Birds Jute and Export Limited (BJEL)
- Industry: Textiles
- Fate: Virtually inoperable since 2002
- Headquarters: Kolkata, West Bengal, India
- Products: Jute, Cotton, Viscose and Blended Fabric Decoratives
- Net income: ▼₹554 million (US$6.9 million) (fiscal 2006)
- Owner: National Jute Manufactures Corporation Limited
- Parent: Ministry of Textiles, Government of India

= Birds Jute and Export =

Ggb. Yg

Birds Jute and Export Limited (BJEL) is a wholly owned subsidiary of the National Jute Manufactures Corporation Limited, Ministry of Textiles, Government of India. It is headquartered in Kolkata, West Bengal.

It manufactures jute, cotton, viscose and blended fabric decoratives. BJEL has experienced net losses over the past fiscal years and has been virtually inoperable since 2002.

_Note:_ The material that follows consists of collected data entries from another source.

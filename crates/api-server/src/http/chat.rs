use axum::Json;
use axum::extract::State;
use axum::extract::rejection::JsonRejection;
use axum::http::StatusCode;
use axum::response::{IntoResponse, Response};
use query_engine::EXAMPLE_QUESTIONS;
use tracing::info;

use super::AppState;
use super::errors::{bad_request_response, orchestrator_error_response, task_failure_response};
use crate::models::{ChatRequest, ChatResponse, ExamplesResponse, HistoryResponse, OkResponse};

pub(super) async fn history(State(state): State<AppState>) -> Response {
    let session = state.session.lock().await;
    let turns = session.history().to_vec();

    (StatusCode::OK, Json(HistoryResponse { turns })).into_response()
}

/// The exchange runs on its own task holding the session lock, so a client
/// that disconnects mid-request cannot cancel it halfway through.
pub(super) async fn chat(
    State(state): State<AppState>,
    payload: Result<Json<ChatRequest>, JsonRejection>,
) -> Response {
    let Json(request) = match payload {
        Ok(payload) => payload,
        Err(rejection) => {
            return bad_request_response("invalid_input", &rejection.body_text());
        }
    };

    let mut session = state.session.clone().lock_owned().await;
    let exchange = tokio::spawn(async move {
        let result = session.ask(&request.message).await;
        let turns = session.history().to_vec();
        (result, turns)
    });

    match exchange.await {
        Ok((Ok(reply), turns)) => {
            info!(turns = turns.len(), "chat exchange completed");
            (StatusCode::OK, Json(ChatResponse { reply, turns })).into_response()
        }
        Ok((Err(err), _)) => orchestrator_error_response(err),
        Err(err) => task_failure_response(err),
    }
}

pub(super) async fn clear(State(state): State<AppState>) -> Response {
    state.session.lock().await.clear();
    info!("conversation cleared");

    (StatusCode::OK, Json(OkResponse { ok: true })).into_response()
}

pub(super) async fn examples() -> impl IntoResponse {
    let questions = EXAMPLE_QUESTIONS
        .iter()
        .map(|question| question.to_string())
        .collect();

    (StatusCode::OK, Json(ExamplesResponse { questions }))
}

The company is in the process of restructuring and experienced a net loss of ₹554 million in fiscal 2006.

== History ==
Established on 30 June 1904, as the Lansdowne Jute Company Limited, Birds Jute & Exports Ltd. (BJEL) was formed to take over the jute goods manufacturing business from the Arathoon Jute Mills Limited at its Dakhindari mill. It was renamed as Birds Jute & Exports Ltd. on 15 December 1971.

== Closure ==
On 10 October 2018, the Union Cabinet convened in a meeting presided over by Prime Minister Narendra Modi. During this meeting, a decision was made to initiate the closure of the financially struggling National Jute Manufactures Corporation Limited (NJMC), including its subsidiary, Birds Jute and Exporters Ltd. (BJEL). NJMC had been grappling with persistent financial losses for a considerable period and had been under the purview of the Board for Industrial and Financial Reconstruction (BIFR) since 1993. Notably, the Mills associated with NJMC's operations, specifically the Kinnison Mill located in Titagarh, the Khardah Mill situated in Khardah, and the RBHM Mill situated in Katihar, had been placed under suspension since August 2016.